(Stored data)
----------
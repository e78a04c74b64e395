use std::net::SocketAddr;
use std::sync::Arc;

use tracing_subscriber::EnvFilter;

use datagenie::api::server;
use datagenie::api::types::ApiContext;
use datagenie::config::{self, Settings};
use datagenie::db::ProjectStore;
use datagenie::llm;

#[tokio::main]
async fn main() {
    dotenvy::dotenv().ok();

    tracing_subscriber::fmt()
        .with_env_filter(
            EnvFilter::try_from_default_env()
                .unwrap_or_else(|_| EnvFilter::new(config::default_log_filter())),
        )
        .init();

    tracing::info!("DataGenie backend starting v{}", config::APP_VERSION);

    let settings = Settings::from_env();
    if let Err(err) = run(settings).await {
        tracing::error!("Fatal: {err}");
        std::process::exit(1);
    }
}

async fn run(settings: Settings) -> Result<(), String> {
    let store = ProjectStore::connect(&settings.mongo_uri)
        .await
        .map_err(|e| format!("Invalid MONGO_URI: {e}"))?;
    let generator = llm::client_from_settings(&settings);
    tracing::info!(backend = %settings.llm_backend, "text generation backend selected");

    let ctx = ApiContext::new(Arc::new(store), generator, settings.report_dir.clone());

    let addr: SocketAddr = format!("{}:{}", settings.host, settings.port)
        .parse()
        .map_err(|e| format!("Invalid HOST/PORT: {e}"))?;

    let mut api_server = server::start(ctx, addr).await?;

    tokio::signal::ctrl_c()
        .await
        .map_err(|e| format!("Failed to listen for shutdown signal: {e}"))?;
    tracing::info!("Shutdown requested");
    api_server.shutdown();

    Ok(())
}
----------
▸ **Task to carry out**:
Set down, exactly and in full, the lines from the one containing "let mut api_server" through the end of the entries; no other line belongs.

▸ **Result**:
    let mut api_server = server::start(ctx, addr).await?;

    tokio::signal::ctrl_c()
        .await
        .map_err(|e| format!("Failed to listen for shutdown signal: {e}"))?;
    tracing::info!("Shutdown requested");
    api_server.shutdown();

    Ok(())
}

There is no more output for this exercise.